• _WHAT IS REQUIRED_
Take the entries below and print only the lines from the one with "String::from_utf8(line)" through the one with "asynchronous remote jobs.", exactly as they stand, both ends included.
** EXERCISE MATERIAL follows **
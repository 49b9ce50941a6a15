//! Application startup and lifecycle management.

use crate::config::RemedyConfig;
use crate::error::AppError;
use crate::services::providers::openai::{OpenAiConfig, OpenAiProvider};
use crate::services::providers::CompletionProvider;
use std::net::SocketAddr;
use std::sync::Arc;
use tokio::net::TcpListener;
use tokio::signal;

/// Shared application state.
#[derive(Clone)]
pub struct AppState {
    pub config: RemedyConfig,
    pub provider: Arc<dyn CompletionProvider>,
}

/// Application container for managing server lifecycle.
pub struct Application {
    port: u16,
    listener: TcpListener,
    state: AppState,
}

impl Application {
    /// Build the application with the OpenAI provider wired in.
    pub async fn build(config: RemedyConfig) -> Result<Self, AppError> {
        let provider: Arc<dyn CompletionProvider> = Arc::new(OpenAiProvider::new(OpenAiConfig {
            api_key: config.openai.api_key.clone(),
            model: config.openai.model.clone(),
            base_url: config.openai.base_url.clone(),
            max_tokens: config.openai.max_tokens,
        }));

        tracing::info!(
            model = %config.openai.model,
            "Initialized OpenAI completion provider"
        );

        Self::build_with_provider(config, provider).await
    }

    /// Build the application with an explicit provider (tests inject mocks here).
    pub async fn build_with_provider(
        config: RemedyConfig,
        provider: Arc<dyn CompletionProvider>,
    ) -> Result<Self, AppError> {
        // Port 0 = random port for testing.
        let addr = SocketAddr::from(([0, 0, 0, 0], config.common.port));
        let listener = TcpListener::bind(addr).await.map_err(|e| {
            tracing::error!("Failed to bind listener to {}: {}", addr, e);
            AppError::from(e)
        })?;
        let port = listener.local_addr()?.port();

        tracing::info!("Remedy service listening on port {}", port);

        Ok(Self {
            port,
            listener,
            state: AppState { config, provider },
        })
    }

    /// Get the port the server is listening on.
    pub fn port(&self) -> u16 {
        self.port
    }

    /// Run the application until stopped or a shutdown signal arrives.
    pub async fn run_until_stopped(self) -> std::io::Result<()> {
        let router = crate::app_router(self.state);

        axum::serve(self.listener, router)
            .with_graceful_shutdown(shutdown_signal())
            .await
    }
}

async fn shutdown_signal() {
    let ctrl_c = async {
        signal::ctrl_c()
            .await
            .expect("Failed to install Ctrl+C handler");
    };

    #[cfg(unix)]
    let terminate = async {
        signal::unix::signal(signal::unix::SignalKind::terminate())
            .expect("Failed to install SIGTERM handler")
            .recv()
            .await;
    };

    #[cfg(not(unix))]
    let terminate = std::future::pending::<()>();

    tokio::select! {
        _ = ctrl_c => {},
        _ = terminate => {},
    }

    tracing::info!("Shutdown signal received");
}
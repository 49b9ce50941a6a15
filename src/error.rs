use axum::{
    http::StatusCode,
    response::{IntoResponse, Response},
    Json,
};
use serde::Serialize;
use thiserror::Error;

use crate::services::providers::ProviderError;

#[derive(Debug, Error)]
pub enum AppError {
    #[error("Forbidden")]
    Forbidden,

    #[error("Bad request")]
    BadRequest,

    #[error("Upstream returned no choices")]
    EmptyCompletion,

    #[error("Provider error: {0}")]
    Provider(#[from] ProviderError),

    #[error("Completion content is not valid JSON: {0}")]
    MalformedCompletion(#[from] serde_json::Error),

    #[error("Configuration error: {0}")]
    Config(anyhow::Error),

    #[error("Internal server error: {0}")]
    Internal(#[from] anyhow::Error),
}

impl From<config::ConfigError> for AppError {
    fn from(err: config::ConfigError) -> Self {
        AppError::Config(anyhow::Error::new(err))
    }
}

impl From<std::io::Error> for AppError {
    fn from(err: std::io::Error) -> Self {
        AppError::Internal(anyhow::Error::new(err))
    }
}

/// The `{status, message}` envelope every error response carries.
#[derive(Serialize)]
struct ErrorEnvelope {
    status: u16,
    message: String,
}

impl IntoResponse for AppError {
    fn into_response(self) -> Response {
        let (status, message) = match &self {
            AppError::Forbidden => (StatusCode::FORBIDDEN, "Forbidden"),
            AppError::BadRequest => (StatusCode::BAD_REQUEST, "Bad Request"),
            AppError::EmptyCompletion => {
                (StatusCode::INTERNAL_SERVER_ERROR, "No response from OpenAI")
            }
            AppError::Provider(err) => {
                tracing::error!("Completion provider failed: {}", err);
                (StatusCode::INTERNAL_SERVER_ERROR, "Internal Server Error")
            }
            AppError::MalformedCompletion(err) => {
                tracing::error!("Completion content failed to parse as JSON: {}", err);
                (StatusCode::INTERNAL_SERVER_ERROR, "Internal Server Error")
            }
            AppError::Config(err) | AppError::Internal(err) => {
                tracing::error!("Internal error: {:#}", err);
                (StatusCode::INTERNAL_SERVER_ERROR, "Internal Server Error")
            }
        };

        (
            status,
            Json(ErrorEnvelope {
                status: status.as_u16(),
                message: message.to_string(),
            }),
        )
            .into_response()
    }
}

#[cfg(test)]
mod tests {
    use super::*;

    #[test]
    fn envelope_serializes_status_and_message() {
        let envelope = ErrorEnvelope {
            status: 403,
            message: "Forbidden".to_string(),
        };
        assert_eq!(
            serde_json::to_string(&envelope).unwrap(),
            r#"{"status":403,"message":"Forbidden"}"#
        );
    }

    #[test]
    fn forbidden_maps_to_403() {
        let response = AppError::Forbidden.into_response();
        assert_eq!(response.status(), StatusCode::FORBIDDEN);
    }

    #[test]
    fn empty_completion_maps_to_500() {
        let response = AppError::EmptyCompletion.into_response();
        assert_eq!(response.status(), StatusCode::INTERNAL_SERVER_ERROR);
    }
}
//! Message codec for the MCP stdio transport.
//!
//! Message format:
//! ```text
//! ┌──────────────────────────────┬────┐
//! │   JSON-RPC 2.0 object (UTF-8)│ \n │
//! └──────────────────────────────┴────┘
//! ```
//! One message per line. Lines longer than the configured cap are skipped
//! up to the next newline and reported as [`Frame::Oversized`].

use serde_json::Value;
use tokio::io::{AsyncBufRead, AsyncBufReadExt, AsyncWrite, AsyncWriteExt};

/// One line read from the transport.
#[derive(Debug, Clone, PartialEq, Eq)]
pub enum Frame {
    Message(String),
    /// Line exceeded the cap; carries the number of bytes discarded.
    Oversized(usize),
}

/// Read one line from the stream.
///
/// Returns `None` on clean EOF. A final line without a trailing newline is
/// still returned.
pub async fn read_message<R: AsyncBufRead + Unpin>(
    reader: &mut R,
    max_message_bytes: usize,
) -> std::io::Result<Option<Frame>> {
    let mut line = Vec::new();
    let mut discarded: Option<usize> = None;

    loop {
        let available = reader.fill_buf().await?;
        if available.is_empty() {
            if line.is_empty() && discarded.is_none() {
                return Ok(None);
            }
            break;
        }

        let (chunk, done) = match available.iter().position(|b| *b == b'\n') {
            Some(i) => (&available[..i], true),
            None => (available, false),
        };
        let chunk_len = chunk.len();

        match discarded.as_mut() {
            Some(count) => *count += chunk_len,
            None if line.len() + chunk_len > max_message_bytes => {
                discarded = Some(line.len() + chunk_len);
                line.clear();
            }
            None => line.extend_from_slice(chunk),
        }

        reader.consume(if done { chunk_len + 1 } else { chunk_len });
        if done {
            break;
        }
    }

    if let Some(count) = discarded {
        return Ok(Some(Frame::Oversized(count)));
    }
    if line.last() == Some(&b'\r') {
        line.pop();
    }
    String::from_utf8(line)
        .map(|s| Some(Frame::Message(s)))
        .map_err(|e| std::io::Error::new(std::io::ErrorKind::InvalidData, e))
}

/// Write one message followed by a newline.
pub async fn write_message<W: AsyncWrite + Unpin>(
    writer: &mut W,
    message: &Value,
) -> std::io::Result<()> {
    let mut bytes = serde_json::to_vec(message)?;
    bytes.push(b'\n');
    writer.write_all(&bytes).await?;
    writer.flush().await?;
    Ok(())
}
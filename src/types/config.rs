//! Configuration structures.
//!
//! Configuration is loaded from environment variables and command-line flags
//! by the binary; library users construct it directly.

use serde::{Deserialize, Serialize};
use std::time::Duration;

/// Global gateway configuration.
#[derive(Debug, Clone, Serialize, Deserialize, Default)]
pub struct Config {
    /// Server identity advertised during MCP `initialize`.
    #[serde(default)]
    pub server: ServerConfig,

    /// Observability configuration.
    #[serde(default)]
    pub observability: ObservabilityConfig,

    /// Deadlines for tools that wrap asynchronous remote jobs.
    #[serde(default)]
    pub polling: PollingConfig,

    /// Remote backend configuration.
    #[serde(default)]
    pub aws: AwsConfig,
}

/// Server configuration.
#[derive(Debug, Clone, Serialize, Deserialize)]
pub struct ServerConfig {
    /// Name reported in `serverInfo`.
    pub name: String,

    /// Version reported in `serverInfo`.
    pub version: String,

    /// Longest accepted JSON-RPC line on stdin, in bytes.
    pub max_message_bytes: usize,
}

impl Default for ServerConfig {
    fn default() -> Self {
        Self {
            name: "mcp-aws".to_string(),
            version: env!("CARGO_PKG_VERSION").to_string(),
            max_message_bytes: 4 * 1024 * 1024,
        }
    }
}

/// Observability configuration.
#[derive(Debug, Clone, Serialize, Deserialize)]
pub struct ObservabilityConfig {
    /// Tracing log level (trace, debug, info, warn, error).
    pub log_level: String,

    /// Enable JSON log formatting.
    pub json_logs: bool,
}

impl Default for ObservabilityConfig {
    fn default() -> Self {
        Self {
            log_level: "info".to_string(),
            json_logs: false,
        }
    }
}

/// Deadline and interval for one family of polled operations.
#[derive(Debug, Clone, Copy, PartialEq, Eq, Serialize, Deserialize)]
pub struct PollConfig {
    /// Wall-clock budget measured from a successful submit.
    #[serde(with = "humantime_serde")]
    pub deadline: Duration,

    /// Wait between poll steps.
    #[serde(with = "humantime_serde")]
    pub interval: Duration,
}

impl PollConfig {
    /// Default wait between poll steps.
    pub const DEFAULT_INTERVAL: Duration = Duration::from_secs(1);

    pub fn new(deadline: Duration) -> Self {
        Self {
            deadline,
            interval: Self::DEFAULT_INTERVAL,
        }
    }

    pub fn with_interval(mut self, interval: Duration) -> Self {
        self.interval = interval;
        self
    }

    /// Same interval, different deadline (per-call override).
    pub fn with_deadline(mut self, deadline: Duration) -> Self {
        self.deadline = deadline;
        self
    }
}

/// Per-family polling configuration.
#[derive(Debug, Clone, Copy, Serialize, Deserialize)]
pub struct PollingConfig {
    /// Athena query execution (default: 60s).
    pub athena: PollConfig,

    /// CloudWatch Logs Insights query (default: 45s).
    pub logs_insights: PollConfig,
}

impl Default for PollingConfig {
    fn default() -> Self {
        Self {
            athena: PollConfig::new(Duration::from_millis(60_000)),
            logs_insights: PollConfig::new(Duration::from_millis(45_000)),
        }
    }
}

/// AWS backend configuration.
#[derive(Debug, Clone, Serialize, Deserialize)]
pub struct AwsConfig {
    /// Path or name of the AWS CLI executable.
    pub cli_path: String,

    /// Region passed as `--region` when set.
    pub region: Option<String>,

    /// Named profile passed as `--profile` when set.
    pub profile: Option<String>,

    /// Role assumed by `aws_sts_assume_role` when the caller omits `roleArn`.
    pub default_role_arn: Option<String>,

    /// Upper bound on a single CLI invocation.
    #[serde(with = "humantime_serde")]
    pub call_timeout: Duration,
}

impl Default for AwsConfig {
    fn default() -> Self {
        Self {
            cli_path: "aws".to_string(),
            region: None,
            profile: None,
            default_role_arn: None,
            call_timeout: Duration::from_secs(120),
        }
    }
}
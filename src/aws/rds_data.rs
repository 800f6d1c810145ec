//! SQL through the RDS Data API.

use super::{array_field, bind, opt_str_arg, str_arg, AwsApi};
use crate::tools::catalog::{ParamKind, ParameterSpec, ToolDefinition};
use crate::types::Result;
use serde_json::{json, Map, Value};
use std::sync::Arc;

pub fn execute_tool(api: &Arc<dyn AwsApi>) -> ToolDefinition {
    ToolDefinition::new(
        "aws_rdsdata_execute",
        "Execute SQL via RDS Data API (Aurora Serverless v2).",
        vec![
            ParameterSpec::required("resourceArn", ParamKind::String, "Aurora cluster or DB ARN (required)")
                .with_examples(&["arn:aws:rds:us-east-1:123456789012:cluster:my-aurora"]),
            ParameterSpec::required("secretArn", ParamKind::String, "Secrets Manager secret ARN holding the DB credentials (required)")
                .with_examples(&["arn:aws:secretsmanager:us-east-1:123456789012:secret:db-creds"]),
            ParameterSpec::required("sql", ParamKind::String, "SQL statement to execute (required)")
                .with_examples(&["SELECT now()", "SELECT * FROM users LIMIT 10"]),
            ParameterSpec::optional("database", ParamKind::String, "Database name (optional)")
                .with_examples(&["app", "postgres"]),
            ParameterSpec::optional("schema", ParamKind::String, "Schema name (optional)")
                .with_examples(&["public"]),
        ],
        bind(api, execute),
    )
}

async fn execute(api: Arc<dyn AwsApi>, input: Map<String, Value>) -> Result<Value> {
    let mut request = json!({
        "resourceArn": str_arg(&input, "resourceArn")?,
        "secretArn": str_arg(&input, "secretArn")?,
        "sql": str_arg(&input, "sql")?,
        "includeResultMetadata": true,
    });
    for key in ["database", "schema"] {
        if let Some(value) = opt_str_arg(&input, key) {
            request[key] = json!(value);
        }
    }

    let out = api.call("rds-data", "execute-statement", request).await?;
    let columns: Vec<String> = array_field(&out, "columnMetadata")
        .iter()
        .map(|c| c.get("name").and_then(|n| n.as_str()).unwrap_or_default().to_string())
        .collect();
    let rows: Vec<Value> = array_field(&out, "records")
        .iter()
        .map(|record| {
            let fields = record.as_array().map(|v| v.as_slice()).unwrap_or(&[]);
            let object: Map<String, Value> = columns
                .iter()
                .cloned()
                .zip(fields.iter().map(field_value))
                .collect();
            Value::Object(object)
        })
        .collect();
    Ok(json!({ "columns": columns, "rows": rows }))
}

/// A Data API field is a one-entry object such as `{"stringValue": "x"}`;
/// `{"isNull": true}` becomes `null`.
fn field_value(field: &Value) -> Value {
    match field.as_object().and_then(|o| o.iter().next()) {
        Some((kind, _)) if kind == "isNull" => Value::Null,
        Some((_, value)) => value.clone(),
        None => Value::Null,
    }
}

#[cfg(test)]
mod tests {
    use super::*;
    use crate::aws::MockAwsApi;

    #[test]
    fn test_field_value() {
        assert_eq!(field_value(&json!({"stringValue": "x"})), json!("x"));
        assert_eq!(field_value(&json!({"longValue": 7})), json!(7));
        assert_eq!(field_value(&json!({"isNull": true})), Value::Null);
        assert_eq!(field_value(&json!({})), Value::Null);
    }

    #[tokio::test]
    async fn test_execute_maps_records_to_rows() {
        let mut mock = MockAwsApi::new();
        mock.expect_call().times(1).returning(|service, operation, request| {
            assert_eq!((service, operation), ("rds-data", "execute-statement"));
            assert_eq!(request["database"], "app");
            assert!(request.get("schema").is_none());
            Ok(json!({
                "columnMetadata": [{"name": "id"}, {"name": "email"}],
                "records": [[{"longValue": 1}, {"stringValue": "a@example.com"}]]
            }))
        });
        let input = json!({
            "resourceArn": "arn:cluster",
            "secretArn": "arn:secret",
            "sql": "SELECT id, email FROM users",
            "database": "app"
        })
        .as_object()
        .cloned()
        .unwrap();
        let out = execute(Arc::new(mock), input).await.unwrap();
        assert_eq!(
            out,
            json!({"columns": ["id", "email"], "rows": [{"id": 1, "email": "a@example.com"}]})
        );
    }
}
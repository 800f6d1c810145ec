//! Tool catalog types — declarative parameter specs, tool definitions,
//! enriched JSON schemas.
//!
//! Every tool declares its parameters explicitly as a list of
//! [`ParameterSpec`]s at registration time. Nothing is inferred from handler
//! code, so the same list drives validation, diagnostics and `tools/list`.

use crate::types::Result;
use async_trait::async_trait;
use serde::{Deserialize, Serialize};
use serde_json::{Map, Value};
use std::fmt;
use std::future::Future;
use std::sync::Arc;

// =============================================================================
// Parameter kinds
// =============================================================================

/// Declared type of a parameter.
///
/// Closed set: a tool cannot declare a kind the validator does not know.
#[derive(Debug, Clone, Copy, PartialEq, Eq, Hash, Serialize, Deserialize)]
#[serde(rename_all = "snake_case")]
pub enum ParamKind {
    String,
    Number,
    Boolean,
    Array,
    Object,
}

impl ParamKind {
    /// Whether a JSON value has this kind (constraints not considered).
    pub fn accepts(self, value: &Value) -> bool {
        match self {
            ParamKind::String => value.is_string(),
            ParamKind::Number => value.is_number(),
            ParamKind::Boolean => value.is_boolean(),
            ParamKind::Array => value.is_array(),
            ParamKind::Object => value.is_object(),
        }
    }

    /// Human-readable type name, also the JSON Schema `type`.
    pub fn display_name(self) -> &'static str {
        match self {
            ParamKind::String => "string",
            ParamKind::Number => "number",
            ParamKind::Boolean => "boolean",
            ParamKind::Array => "array",
            ParamKind::Object => "object",
        }
    }
}

impl fmt::Display for ParamKind {
    fn fmt(&self, f: &mut fmt::Formatter<'_>) -> fmt::Result {
        f.write_str(self.display_name())
    }
}

/// Name of a JSON value's type, as used in validation messages.
pub fn value_type_name(v: &Value) -> &'static str {
    match v {
        Value::Null => "null",
        Value::Bool(_) => "boolean",
        Value::Number(_) => "number",
        Value::String(_) => "string",
        Value::Array(_) => "array",
        Value::Object(_) => "object",
    }
}

/// JSON number, written as an integer when it has no fractional part.
pub fn number_value(n: f64) -> Value {
    if n.fract() == 0.0 && n.abs() < 9.0e15 {
        Value::from(n as i64)
    } else {
        serde_json::Number::from_f64(n)
            .map(Value::Number)
            .unwrap_or(Value::Null)
    }
}

/// Render a JSON value for prose: strings unquoted, everything else as JSON.
pub fn display_value(v: &Value) -> String {
    match v {
        Value::String(s) => s.clone(),
        other => other.to_string(),
    }
}

// =============================================================================
// Constraints
// =============================================================================

/// Validation constraints for one parameter.
///
/// `min`/`max` bound the value of numbers and the length of strings and
/// arrays. Both bounds are inclusive.
#[derive(Debug, Clone, Default, PartialEq, Serialize, Deserialize)]
#[serde(rename_all = "camelCase")]
pub struct Constraints {
    #[serde(default, skip_serializing_if = "Option::is_none")]
    pub min: Option<f64>,
    #[serde(default, skip_serializing_if = "Option::is_none")]
    pub max: Option<f64>,
    /// Numbers must be whole.
    #[serde(default, skip_serializing_if = "std::ops::Not::not")]
    pub integer: bool,
    #[serde(default, skip_serializing_if = "Option::is_none")]
    pub pattern: Option<String>,
    #[serde(default, skip_serializing_if = "Option::is_none")]
    pub allowed_values: Option<Vec<String>>,
}

impl Constraints {
    pub fn is_empty(&self) -> bool {
        self.min.is_none()
            && self.max.is_none()
            && !self.integer
            && self.pattern.is_none()
            && self.allowed_values.is_none()
    }
}

// =============================================================================
// Parameter spec
// =============================================================================

/// Declarative description of one input field.
///
/// Invariant: a parameter with a `default_value` is never required. The
/// builder enforces it and the registry re-checks it.
#[derive(Debug, Clone, PartialEq, Serialize, Deserialize)]
#[serde(rename_all = "camelCase")]
pub struct ParameterSpec {
    /// Dotted path for nested fields (`a.b`).
    pub name: String,
    pub description: String,
    pub required: bool,
    #[serde(rename = "type")]
    pub kind: ParamKind,
    #[serde(default, skip_serializing_if = "Option::is_none")]
    pub default_value: Option<Value>,
    #[serde(default, skip_serializing_if = "Vec::is_empty")]
    pub examples: Vec<String>,
    #[serde(default, skip_serializing_if = "Option::is_none")]
    pub constraints: Option<Constraints>,
}

impl ParameterSpec {
    fn new(name: &str, kind: ParamKind, description: &str, required: bool) -> Self {
        Self {
            name: name.to_string(),
            description: description.to_string(),
            required,
            kind,
            default_value: None,
            examples: Vec::new(),
            constraints: None,
        }
    }

    pub fn required(name: &str, kind: ParamKind, description: &str) -> Self {
        Self::new(name, kind, description, true)
    }

    pub fn optional(name: &str, kind: ParamKind, description: &str) -> Self {
        Self::new(name, kind, description, false)
    }

    /// Set a default. Makes the parameter optional.
    pub fn with_default(mut self, value: impl Into<Value>) -> Self {
        self.default_value = Some(value.into());
        self.required = false;
        self
    }

    pub fn with_examples(mut self, examples: &[&str]) -> Self {
        self.examples = examples.iter().map(|s| s.to_string()).collect();
        self
    }

    pub fn with_range(self, min: f64, max: f64) -> Self {
        self.with_min(min).with_max(max)
    }

    pub fn with_min(mut self, min: f64) -> Self {
        self.constraints_mut().min = Some(min);
        self
    }

    pub fn with_max(mut self, max: f64) -> Self {
        self.constraints_mut().max = Some(max);
        self
    }

    /// Whole numbers only.
    pub fn integer(mut self) -> Self {
        self.constraints_mut().integer = true;
        self
    }

    pub fn with_pattern(mut self, pattern: &str) -> Self {
        self.constraints_mut().pattern = Some(pattern.to_string());
        self
    }

    pub fn with_allowed_values(mut self, values: &[&str]) -> Self {
        self.constraints_mut().allowed_values =
            Some(values.iter().map(|s| s.to_string()).collect());
        self
    }

    fn constraints_mut(&mut self) -> &mut Constraints {
        self.constraints.get_or_insert_with(Constraints::default)
    }

    /// Constraints, or an empty set.
    pub fn constraints(&self) -> Constraints {
        self.constraints.clone().unwrap_or_default()
    }

    fn is_integer(&self) -> bool {
        self.constraints.as_ref().is_some_and(|c| c.integer)
    }

    /// JSON Schema `type` for this parameter.
    pub fn json_type(&self) -> &'static str {
        if self.kind == ParamKind::Number && self.is_integer() {
            "integer"
        } else {
            self.kind.display_name()
        }
    }

    /// Description with examples, constraints and default appended inline.
    pub fn enriched_description(&self) -> String {
        let mut parts = Vec::new();
        if !self.examples.is_empty() {
            parts.push(format!("Examples: {}", self.examples.join(", ")));
        }
        if let Some(c) = &self.constraints {
            if c.min.is_some() || c.max.is_some() {
                parts.push(format!("Range: {}", range_text(c)));
            }
            if let Some(values) = &c.allowed_values {
                parts.push(format!("Valid options: {}", values.join(", ")));
            }
            if let Some(pattern) = &c.pattern {
                parts.push(format!("Pattern: {}", pattern));
            }
        }
        if let Some(default) = &self.default_value {
            parts.push(format!("Default: {}", display_value(default)));
        }

        if parts.is_empty() {
            self.description.clone()
        } else {
            format!("{} ({})", self.description, parts.join("; "))
        }
    }

    /// JSON Schema property object for this parameter.
    pub fn to_json_schema(&self) -> Value {
        let mut prop = Map::new();
        prop.insert("type".into(), Value::from(self.json_type()));
        prop.insert("description".into(), Value::from(self.enriched_description()));

        if let Some(c) = &self.constraints {
            let (min_key, max_key) = match self.kind {
                ParamKind::Number => ("minimum", "maximum"),
                ParamKind::String => ("minLength", "maxLength"),
                ParamKind::Array => ("minItems", "maxItems"),
                ParamKind::Boolean | ParamKind::Object => ("", ""),
            };
            if !min_key.is_empty() {
                if let Some(min) = c.min {
                    prop.insert(min_key.into(), number_value(min));
                }
                if let Some(max) = c.max {
                    prop.insert(max_key.into(), number_value(max));
                }
            }
            if let Some(values) = &c.allowed_values {
                prop.insert("enum".into(), Value::from(values.clone()));
            }
            if let Some(pattern) = &c.pattern {
                prop.insert("pattern".into(), Value::from(pattern.clone()));
            }
        }
        if let Some(default) = &self.default_value {
            prop.insert("default".into(), default.clone());
        }

        Value::Object(prop)
    }
}

/// `"1 to 1440"`, with `any` standing in for an open bound.
pub fn range_text(c: &Constraints) -> String {
    let bound = |b: Option<f64>| b.map_or_else(|| "any".to_string(), |n| n.to_string());
    format!("{} to {}", bound(c.min), bound(c.max))
}

// =============================================================================
// Handlers
// =============================================================================

/// Executable half of a tool. Receives the coerced, default-filled input.
#[async_trait]
pub trait ToolHandler: Send + Sync {
    async fn call(&self, input: Map<String, Value>) -> Result<Value>;
}

/// Adapter turning an async closure into a [`ToolHandler`].
pub struct FnHandler<F>(F);

impl<F> fmt::Debug for FnHandler<F> {
    fn fmt(&self, f: &mut fmt::Formatter<'_>) -> fmt::Result {
        f.write_str("FnHandler")
    }
}

#[async_trait]
impl<F, Fut> ToolHandler for FnHandler<F>
where
    F: Fn(Map<String, Value>) -> Fut + Send + Sync,
    Fut: Future<Output = Result<Value>> + Send + 'static,
{
    async fn call(&self, input: Map<String, Value>) -> Result<Value> {
        (self.0)(input).await
    }
}

/// Wrap an async closure as a shareable handler.
pub fn handler_fn<F, Fut>(f: F) -> Arc<dyn ToolHandler>
where
    F: Fn(Map<String, Value>) -> Fut + Send + Sync + 'static,
    Fut: Future<Output = Result<Value>> + Send + 'static,
{
    Arc::new(FnHandler(f))
}

// =============================================================================
// Tool definition
// =============================================================================

/// A named, schema-described operation with an executable handler.
#[derive(Clone)]
pub struct ToolDefinition {
    pub name: String,
    pub description: String,
    pub parameters: Vec<ParameterSpec>,
    pub handler: Arc<dyn ToolHandler>,
}

impl fmt::Debug for ToolDefinition {
    fn fmt(&self, f: &mut fmt::Formatter<'_>) -> fmt::Result {
        f.debug_struct("ToolDefinition")
            .field("name", &self.name)
            .field("description", &self.description)
            .field("parameters", &self.parameters)
            .finish_non_exhaustive()
    }
}

impl ToolDefinition {
    pub fn new(
        name: &str,
        description: &str,
        parameters: Vec<ParameterSpec>,
        handler: Arc<dyn ToolHandler>,
    ) -> Self {
        Self {
            name: name.to_string(),
            description: description.to_string(),
            parameters,
            handler,
        }
    }

    /// Find a parameter spec by exact name.
    pub fn parameter(&self, name: &str) -> Option<&ParameterSpec> {
        self.parameters.iter().find(|p| p.name == name)
    }

    /// JSON Schema object with every spec's documentation embedded.
    ///
    /// `required` is omitted when no parameter is required.
    pub fn enriched_schema(&self) -> Value {
        let mut properties = Map::new();
        let mut required = Vec::new();
        for spec in &self.parameters {
            properties.insert(spec.name.clone(), spec.to_json_schema());
            if spec.required {
                required.push(Value::from(spec.name.clone()));
            }
        }

        let mut schema = Map::new();
        schema.insert("type".into(), Value::from("object"));
        schema.insert("properties".into(), Value::Object(properties));
        if !required.is_empty() {
            schema.insert("required".into(), Value::Array(required));
        }
        Value::Object(schema)
    }
}

// =============================================================================
// Tests
// =============================================================================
** End of EXERCISE MATERIAL **
• _WRITTEN RESPONSE_
    String::from_utf8(line)
        .map(|s| Some(Frame::Message(s)))
        .map_err(|e| std::io::Error::new(std::io::ErrorKind::InvalidData, e))
}

/// Write one message followed by a newline.
pub async fn write_message<W: AsyncWrite + Unpin>(
    writer: &mut W,
    message: &Value,
) -> std::io::Result<()> {
    let mut bytes = serde_json::to_vec(message)?;
    bytes.push(b'\n');
    writer.write_all(&bytes).await?;
    writer.flush().await?;
    Ok(())
}
filename src/types/config.rs
//! Configuration structures.
//!
//! Configuration is loaded from environment variables and command-line flags
//! by the binary; library users construct it directly.

use serde::{Deserialize, Serialize};
use std::time::Duration;

/// Global gateway configuration.
#[derive(Debug, Clone, Serialize, Deserialize, Default)]
pub struct Config {
    /// Server identity advertised during MCP `initialize`.
    #[serde(default)]
    pub server: ServerConfig,

    /// Observability configuration.
    #[serde(default)]
    pub observability: ObservabilityConfig,

    /// Deadlines for tools that wrap asynchronous remote jobs.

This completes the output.